Data listing —
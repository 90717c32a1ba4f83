use super::layout::{PublishSubscribeLayout, PublishSubscribeSegment};
use super::{PublisherBuilder, StaticConfig, SubscriberBuilder};
use crate::service::ServiceState;
use crate::service_name::ServiceName;
use std::fmt;
use std::marker::PhantomData;
use std::sync::Arc;

/// Handle of an open publish-subscribe service carrying `[T]`.
pub struct PortFactory<T> {
    state: Arc<ServiceState>,
    config: StaticConfig,
    layout: PublishSubscribeLayout,
    _payload: PhantomData<fn() -> T>,
}

impl<T> fmt::Debug for PortFactory<T> {
    fn fmt(&self, f: &mut fmt::Formatter<'_>) -> fmt::Result {
        f.debug_struct("publish_subscribe::PortFactory")
            .field("state", &self.state)
            .finish()
    }
}

impl<T: Copy + 'static> PortFactory<T> {
    pub(crate) fn new(state: ServiceState, config: StaticConfig, layout: PublishSubscribeLayout) -> Self {
        Self {
            state: Arc::new(state),
            config,
            layout,
            _payload: PhantomData,
        }
    }

    pub fn name(&self) -> &ServiceName {
        self.state.name()
    }

    pub fn static_config(&self) -> &StaticConfig {
        &self.config
    }

    pub fn dynamic_config(&self) -> DynamicConfig {
        DynamicConfig {
            state: self.state.clone(),
            layout: self.layout,
        }
    }

    pub fn publisher_builder(&self) -> PublisherBuilder<T> {
        PublisherBuilder::new(self.state.clone(), self.config, self.layout)
    }

    pub fn subscriber_builder(&self) -> SubscriberBuilder<T> {
        SubscriberBuilder::new(self.state.clone(), self.config, self.layout)
    }
}

/// Live port counts of a publish-subscribe service.
#[derive(Debug)]
pub struct DynamicConfig {
    state: Arc<ServiceState>,
    layout: PublishSubscribeLayout,
}

impl DynamicConfig {
    fn segment(&self) -> PublishSubscribeSegment<'_> {
        // SAFETY: `state` keeps the validated segment mapped.
        unsafe { PublishSubscribeSegment::new(self.state.base(), &self.layout) }
    }

    pub fn number_of_publishers(&self) -> usize {
        self.segment().number_of_publishers()
    }

    pub fn number_of_subscribers(&self) -> usize {
        self.segment().number_of_subscribers()
    }
}
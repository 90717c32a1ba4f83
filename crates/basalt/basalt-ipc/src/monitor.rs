//! Node liveness tokens.
//!
//! Every node keeps an exclusive `flock` on `<root>/nodes/<id>.node` for its
//! whole life. The kernel drops the lock when the process dies, so a token
//! whose lock can be taken belongs to a dead node.

use basalt_mmap::lock;
use std::fs::{self, File, OpenOptions};
use std::io::{self, Write};
use std::path::{Path, PathBuf};
use tracing::warn;

const TOKEN_SUFFIX: &str = ".node";

pub(crate) fn nodes_dir(root: &Path) -> PathBuf {
    root.join("nodes")
}

pub(crate) fn token_path(root: &Path, node_id: u64) -> PathBuf {
    nodes_dir(root).join(format!("{node_id:016x}{TOKEN_SUFFIX}"))
}

/// Node id encoded in a token file name.
pub(crate) fn parse_token_name(file_name: &str) -> Option<u64> {
    let hex = file_name.strip_suffix(TOKEN_SUFFIX)?;
    if hex.len() != 16 {
        return None;
    }
    u64::from_str_radix(hex, 16).ok()
}

#[derive(Debug, Clone, Copy, PartialEq, Eq)]
pub(crate) enum Liveness {
    Alive,
    Dead,
    /// No token exists.
    Gone,
}

pub(crate) fn probe(path: &Path) -> io::Result<Liveness> {
    let file = match File::open(path) {
        Ok(file) => file,
        Err(e) if e.kind() == io::ErrorKind::NotFound => return Ok(Liveness::Gone),
        Err(e) => return Err(e),
    };

    if lock::try_lock_shared(&file)? {
        Ok(Liveness::Dead)
    } else {
        Ok(Liveness::Alive)
    }
}

/// Whether the node owning `node_id` still runs. Unreadable tokens count as
/// alive so nothing is reclaimed on a guess.
pub(crate) fn is_alive(root: &Path, node_id: u64) -> bool {
    let path = token_path(root, node_id);
    match probe(&path) {
        Ok(Liveness::Alive) => true,
        Ok(Liveness::Dead | Liveness::Gone) => false,
        Err(e) => {
            warn!(path = %path.display(), error = %e, "cannot determine node liveness");
            true
        }
    }
}

/// Held token of a running node; removes the token file on drop.
pub(crate) struct Token {
    path: PathBuf,
    _file: File,
}

impl Token {
    /// Publishes a locked token with `contents` for `node_id`.
    ///
    /// The file is written and locked under a temporary name first, so no
    /// observer ever sees an unlocked token of a live node.
    pub(crate) fn create(root: &Path, node_id: u64, contents: &str) -> io::Result<Self> {
        fs::create_dir_all(nodes_dir(root))?;
        let path = token_path(root, node_id);
        let staging = path.with_extension("node.tmp");

        let mut file = OpenOptions::new()
            .read(true)
            .write(true)
            .create_new(true)
            .open(&staging)?;
        let published = lock::lock_exclusive(&file)
            .and_then(|_| file.write_all(contents.as_bytes()))
            .and_then(|_| file.sync_data())
            .and_then(|_| fs::rename(&staging, &path));
        if let Err(e) = published {
            let _ = fs::remove_file(&staging);
            return Err(e);
        }

        Ok(Self { path, _file: file })
    }

    pub(crate) fn path(&self) -> &Path {
        &self.path
    }
}

impl Drop for Token {
    fn drop(&mut self) {
        if let Err(e) = fs::remove_file(&self.path) {
            warn!(path = %self.path.display(), error = %e, "failed to remove node token");
        }
    }
}
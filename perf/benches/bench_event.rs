use basalt_ipc::prelude::*;
use basalt_perf::BenchNode;
use criterion::{Criterion, Throughput, black_box, criterion_group, criterion_main};
use std::time::Duration;

fn bench_notify_wait(c: &mut Criterion) {
    let fixture = BenchNode::new();
    let service = fixture
        .node
        .service_builder(&BenchNode::service_name("crit-event"))
        .event()
        .create()
        .expect("failed to create service");
    let listener = service.listener_builder().create().expect("listener");
    let notifier = service.notifier_builder().create().expect("notifier");

    let mut group = c.benchmark_group("event");
    group.throughput(Throughput::Elements(1));

    group.bench_function("notify", |b| {
        b.iter(|| black_box(notifier.notify().expect("notify")));
    });
    listener.try_wait_all(|_| {}).expect("drain");

    group.bench_function("notify + try_wait_one", |b| {
        b.iter(|| {
            notifier.notify_with_custom_event_id(EventId::new(3)).expect("notify");
            black_box(listener.try_wait_one().expect("wait"));
        });
    });

    group.bench_function("notify + timed_wait_one", |b| {
        b.iter(|| {
            notifier.notify().expect("notify");
            black_box(listener.timed_wait_one(Duration::from_millis(10)).expect("wait"));
        });
    });

    group.bench_function("try_wait_one (idle)", |b| {
        b.iter(|| black_box(listener.try_wait_one().expect("wait")));
    });

    group.finish();
}

criterion_group!(benches, bench_notify_wait);
criterion_main!(benches);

Your assignment — Using the material above, print every entry exactly as written.

Answer box —
repository 90717c32a1ba4f83
use super::layout::{PublishSubscribeLayout, PublishSubscribeSegment};
use super::{PublisherBuilder, StaticConfig, SubscriberBuilder};
use crate::service::ServiceState;
use crate::service_name::ServiceName;
use std::fmt;
use std::marker::PhantomData;
use std::sync::Arc;

/// Handle of an open publish-subscribe service carrying `[T]`.
pub struct PortFactory<T> {
    state: Arc<ServiceState>,
    config: StaticConfig,
    layout: PublishSubscribeLayout,
    _payload: PhantomData<fn() -> T>,
}

impl<T> fmt::Debug for PortFactory<T> {
    fn fmt(&self, f: &mut fmt::Formatter<'_>) -> fmt::Result {
        f.debug_struct("publish_subscribe::PortFactory")
            .field("state", &self.state)
            .finish()
    }
}

impl<T: Copy + 'static> PortFactory<T> {
    pub(crate) fn new(state: ServiceState, config: StaticConfig, layout: PublishSubscribeLayout) -> Self {
        Self {
            state: Arc::new(state),
            config,
            layout,
            _payload: PhantomData,
        }
    }

    pub fn name(&self) -> &ServiceName {
        self.state.name()
    }

    pub fn static_config(&self) -> &StaticConfig {
        &self.config
    }

    pub fn dynamic_config(&self) -> DynamicConfig {
        DynamicConfig {
            state: self.state.clone(),
            layout: self.layout,
        }
    }

    pub fn publisher_builder(&self) -> PublisherBuilder<T> {
        PublisherBuilder::new(self.state.clone(), self.config, self.layout)
    }

    pub fn subscriber_builder(&self) -> SubscriberBuilder<T> {
        SubscriberBuilder::new(self.state.clone(), self.config, self.layout)
    }
}

/// Live port counts of a publish-subscribe service.
#[derive(Debug)]
pub struct DynamicConfig {
    state: Arc<ServiceState>,
    layout: PublishSubscribeLayout,
}

impl DynamicConfig {
    fn segment(&self) -> PublishSubscribeSegment<'_> {
        // SAFETY: `state` keeps the validated segment mapped.
        unsafe { PublishSubscribeSegment::new(self.state.base(), &self.layout) }
    }

    pub fn number_of_publishers(&self) -> usize {
        self.segment().number_of_publishers()
    }

    pub fn number_of_subscribers(&self) -> usize {
        self.segment().number_of_subscribers()
    }
}
repository 90717c32a1ba4f83
filename crates/basalt/basalt-ipc/src/monitor.rs
//! Node liveness tokens.
//!
//! Every node keeps an exclusive `flock` on `<root>/nodes/<id>.node` for its
//! whole life. The kernel drops the lock when the process dies, so a token
//! whose lock can be taken belongs to a dead node.

use basalt_mmap::lock;
use std::fs::{self, File, OpenOptions};
use std::io::{self, Write};
use std::path::{Path, PathBuf};
use tracing::warn;

const TOKEN_SUFFIX: &str = ".node";

pub(crate) fn nodes_dir(root: &Path) -> PathBuf {
    root.join("nodes")
}

pub(crate) fn token_path(root: &Path, node_id: u64) -> PathBuf {
    nodes_dir(root).join(format!("{node_id:016x}{TOKEN_SUFFIX}"))
}

/// Node id encoded in a token file name.
pub(crate) fn parse_token_name(file_name: &str) -> Option<u64> {
    let hex = file_name.strip_suffix(TOKEN_SUFFIX)?;
    if hex.len() != 16 {
        return None;
    }
    u64::from_str_radix(hex, 16).ok()
}

#[derive(Debug, Clone, Copy, PartialEq, Eq)]
pub(crate) enum Liveness {
    Alive,
    Dead,
    /// No token exists.
    Gone,
}

pub(crate) fn probe(path: &Path) -> io::Result<Liveness> {
    let file = match File::open(path) {
        Ok(file) => file,
        Err(e) if e.kind() == io::ErrorKind::NotFound => return Ok(Liveness::Gone),
        Err(e) => return Err(e),
    };

    if lock::try_lock_shared(&file)? {
        Ok(Liveness::Dead)
    } else {
        Ok(Liveness::Alive)
    }
}

/// Whether the node owning `node_id` still runs. Unreadable tokens count as
/// alive so nothing is reclaimed on a guess.
pub(crate) fn is_alive(root: &Path, node_id: u64) -> bool {
    let path = token_path(root, node_id);
    match probe(&path) {
        Ok(Liveness::Alive) => true,
        Ok(Liveness::Dead | Liveness::Gone) => false,
        Err(e) => {
            warn!(path = %path.display(), error = %e, "cannot determine node liveness");
            true
        }
    }
}

/// Held token of a running node; removes the token file on drop.
pub(crate) struct Token {
    path: PathBuf,
    _file: File,
}

impl Token {
    /// Publishes a locked token with `contents` for `node_id`.
    ///
    /// The file is written and locked under a temporary name first, so no
    /// observer ever sees an unlocked token of a live node.
    pub(crate) fn create(root: &Path, node_id: u64, contents: &str) -> io::Result<Self> {
        fs::create_dir_all(nodes_dir(root))?;
        let path = token_path(root, node_id);
        let staging = path.with_extension("node.tmp");

        let mut file = OpenOptions::new()
            .read(true)
            .write(true)
            .create_new(true)
            .open(&staging)?;
        let published = lock::lock_exclusive(&file)
            .and_then(|_| file.write_all(contents.as_bytes()))
            .and_then(|_| file.sync_data())
            .and_then(|_| fs::rename(&staging, &path));
        if let Err(e) = published {
            let _ = fs::remove_file(&staging);
            return Err(e);
        }

        Ok(Self { path, _file: file })
    }

    pub(crate) fn path(&self) -> &Path {
        &self.path
    }
}

impl Drop for Token {
    fn drop(&mut self) {
        if let Err(e) = fs::remove_file(&self.path) {
            warn!(path = %self.path.display(), error = %e, "failed to remove node token");
        }
    }
}
filename perf/benches/bench_event.rs
use basalt_ipc::prelude::*;
use basalt_perf::BenchNode;
use criterion::{Criterion, Throughput, black_box, criterion_group, criterion_main};
use std::time::Duration;

fn bench_notify_wait(c: &mut Criterion) {
    let fixture = BenchNode::new();
    let service = fixture
        .node
        .service_builder(&BenchNode::service_name("crit-event"))
        .event()
        .create()
        .expect("failed to create service");
    let listener = service.listener_builder().create().expect("listener");
    let notifier = service.notifier_builder().create().expect("notifier");

    let mut group = c.benchmark_group("event");
    group.throughput(Throughput::Elements(1));

    group.bench_function("notify", |b| {
        b.iter(|| black_box(notifier.notify().expect("notify")));
    });
    listener.try_wait_all(|_| {}).expect("drain");

    group.bench_function("notify + try_wait_one", |b| {
        b.iter(|| {
            notifier.notify_with_custom_event_id(EventId::new(3)).expect("notify");
            black_box(listener.try_wait_one().expect("wait"));
        });
    });

    group.bench_function("notify + timed_wait_one", |b| {
        b.iter(|| {
            notifier.notify().expect("notify");
            black_box(listener.timed_wait_one(Duration::from_millis(10)).expect("wait"));
        });
    });

    group.bench_function("try_wait_one (idle)", |b| {
        b.iter(|| black_box(listener.try_wait_one().expect("wait")));
    });

    group.finish();
}

criterion_group!(benches, bench_notify_wait);
criterion_main!(benches);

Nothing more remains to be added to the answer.